• Online Program Tracks Medical Schools’ Impact on Access to Physicians

    FOR IMMEDIATE RELEASE: Thursday, Oct. 21, 2010

    Contact: Leslie Champlin
    American Academy of Family Physicians
    800-274-2237, Ext. 5224; lchampli@aafp.org

    WASHINGTON — State lawmakers, education planners, researchers and policy makers can identify the impact of their medical schools’ effect on residents’ access to primary care, thanks to a unique program recently launched by the Robert Graham Center for Policy Studies in Family Medicine and Primary Care.

    The program, dubbed Med School Mapper, is available at no cost to anyone who registers at medschoolmapper.

    “We designed this program to help people understand the role of medical schools in their state in making sure they have access to the doctors they need, in the places they need them most,” said Andrew Bazemore, MD, MPH, assistant director of the Robert Graham Center. “People may not think about it much, but the medical schools in their state have a great deal of influence on the number and type of doctors the residents will have access to.”

    The program shows the impact each medical school has on its home state as well as any county across the country. Depending on the selections made within the program, users can identify:

    All the counties in which a school’s graduates currently practice;

    The number of physicians in each county who have graduated from a particular school;

    The medical schools that provide the most graduates to each county;

    The percentage of graduates who are practicing in rural or underserved areas.

    “In short, this application was built to help state policy makers, legislators, education and health care workforce planners better understand how each school currently contributes to their local area, to communities in greatest need and to the specialties at greatest risk of shortage” said Bazemore.

    Understanding the role that medical schools play in meeting each state’s need for physicians is crucial to allocating federal and state resources for medical training. Multiple studies demonstrate improved health outcomes and decreased costs associated with access to primary care physicians, but 30 percent of Americans report having trouble gaining access to primary care doctors, and physician workforce studies predict a shortage of at least 35,000 primary care physicians by 2020. Similar shortages are predicted for general surgery, in rural areas, and in inner city urban areas trying to respond to the massive expansion of the insured and community health centers in the next five years.

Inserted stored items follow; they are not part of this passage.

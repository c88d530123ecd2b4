// Copyright (C) 2026 Fred Clausen
// Use of this source code is governed by an MIT-style
// license that can be found in the LICENSE file or at
// https://opensource.org/licenses/MIT.

#![allow(clippy::expect_used, clippy::unwrap_used)]

mod identifier;
mod validation;
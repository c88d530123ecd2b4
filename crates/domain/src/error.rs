// Copyright (C) 2026 Fred Clausen
// Use of this source code is governed by an MIT-style
// license that can be found in the LICENSE file or at
// https://opensource.org/licenses/MIT.

use crate::event::EventStatus;
use crate::ticket_status::TicketStatus;

/// Errors that can occur during domain validation.
#[derive(Debug, Clone, PartialEq, Eq)]
pub enum DomainError {
    /// Ticket identifier has the wrong length or contains symbols outside the alphabet.
    InvalidTicketId(String),
    /// A scanned code could not be decoded into a ticket identifier.
    MalformedCode(String),
    /// Ticket class is not part of the configured catalog.
    UnknownTicketClass {
        /// The class that was requested.
        class: String,
        /// The classes the deployment accepts.
        allowed: Vec<String>,
    },
    /// Ticket class catalog is empty or contains an invalid entry.
    InvalidTicketClass(String),
    /// Holder name is empty or invalid.
    InvalidHolderName(String),
    /// Holder contact is empty or invalid.
    InvalidHolderContact(String),
    /// Ticket price is negative.
    InvalidPrice(i64),
    /// Gate identifier is empty or invalid.
    InvalidGateId(String),
    /// Event name is empty or invalid.
    InvalidEventName(String),
    /// Event capacity must be at least one.
    InvalidCapacity(u32),
    /// Issuance quantity is outside the accepted range.
    InvalidQuantity {
        /// The requested quantity.
        quantity: u32,
        /// The largest accepted batch.
        max: u32,
    },
    /// A stored ticket status string is not recognised.
    InvalidTicketStatus(String),
    /// A stored event status string is not recognised.
    InvalidEventStatus(String),
    /// A ticket transition is not part of the lifecycle table.
    InvalidStatusTransition {
        /// The state the ticket is expected to be in.
        from: TicketStatus,
        /// The requested target state.
        to: TicketStatus,
    },
    /// An event transition is not permitted.
    InvalidEventTransition {
        /// The current event status.
        from: EventStatus,
        /// The requested event status.
        to: EventStatus,
    },
    /// The event does not currently accept ticket sales.
    EventNotSelling {
        /// The event identifier.
        event_id: i64,
        /// The event's status.
        status: EventStatus,
    },
    /// Holder fields cannot change once a ticket is scanned or cancelled.
    HolderLocked {
        /// The ticket's status.
        status: TicketStatus,
    },
    /// A stored timestamp could not be parsed or formatted.
    InvalidTimestamp(String),
    /// The entropy source for identifier generation is unavailable.
    GenerationUnavailable(String),
}

impl std::fmt::Display for DomainError {
    fn fmt(&self, f: &mut std::fmt::Formatter<'_>) -> std::fmt::Result {
        match self {
            Self::InvalidTicketId(msg) => write!(f, "Invalid ticket id: {msg}"),
            Self::MalformedCode(msg) => write!(f, "Malformed ticket code: {msg}"),
            Self::UnknownTicketClass { class, allowed } => write!(
                f,
                "Unknown ticket class '{class}'. Allowed classes: {}",
                allowed.join(", ")
            ),
            Self::InvalidTicketClass(msg) => write!(f, "Invalid ticket class: {msg}"),
            Self::InvalidHolderName(msg) => write!(f, "Invalid holder name: {msg}"),
            Self::InvalidHolderContact(msg) => write!(f, "Invalid holder contact: {msg}"),
            Self::InvalidPrice(price) => {
                write!(f, "Invalid price: {price}. Price cannot be negative")
            }
            Self::InvalidGateId(msg) => write!(f, "Invalid gate id: {msg}"),
            Self::InvalidEventName(msg) => write!(f, "Invalid event name: {msg}"),
            Self::InvalidCapacity(capacity) => {
                write!(f, "Invalid capacity: {capacity}. Capacity must be at least 1")
            }
            Self::InvalidQuantity { quantity, max } => write!(
                f,
                "Invalid quantity: {quantity}. Quantity must be between 1 and {max}"
            ),
            Self::InvalidTicketStatus(status) => write!(f, "Invalid ticket status: {status}"),
            Self::InvalidEventStatus(status) => write!(f, "Invalid event status: {status}"),
            Self::InvalidStatusTransition { from, to } => {
                write!(f, "Invalid ticket transition from {from} to {to}")
            }
            Self::InvalidEventTransition { from, to } => {
                write!(f, "Invalid event transition from {from} to {to}")
            }
            Self::EventNotSelling { event_id, status } => {
                write!(f, "Event {event_id} is {status} and does not accept ticket sales")
            }
            Self::HolderLocked { status } => {
                write!(f, "Holder details cannot change on a {status} ticket")
            }
            Self::InvalidTimestamp(msg) => write!(f, "Invalid timestamp: {msg}"),
            Self::GenerationUnavailable(msg) => {
                write!(f, "Identifier generation unavailable: {msg}")
            }
        }
    }
}

impl std::error::Error for DomainError {}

    Despite that, growth in medical education has focused on subspecialist physicians. Since 1998, the system shed 390 first-year family medicine resident training positions; 865 general internal medicine positions were lost, converted to preliminary year positions, or offset by opportunities to subspecialize. Primary care also lost 40 family medicine and 25 internal medicine programs during this time. Meanwhile, 133 internal medicine subspecialty programs opened.

    “In evaluating medical schools, policy makers and the public have had only limited data, such as the U.S. News & World Report Rankings, with which to gauge how well medical schools and our residency training system are socially accountable in meeting America’s need for physicians,” said Bazemore. “The Med School Mapper adds a novel new perspective and an easily accessible information resource. We are deeply grateful to the Josiah Macy, Jr. Foundation and a national stakeholder advisory board for helping us to construct the Med School Mapper, to provide both the data and a clear picture of how well schools are meeting the needs of people within their state, their region and the nation as a whole.”  

    ###

    About the Robert Graham Center

    The Robert Graham Center for Policy Studies in Family Medicine and Primary Care works to improve individual and population health by enhancing the delivery of primary care. The Center staff generates and analyzes evidence that brings a family medicine and primary care perspective to health policy deliberations at local, state, and national levels.

    Founded in 1999, the Robert Graham Center is an independent research unit affiliated with the American Academy of Family Physicians (AAFP). The information and opinions contained in research from the Center do not necessarily reflect the views or policy of the AAFP.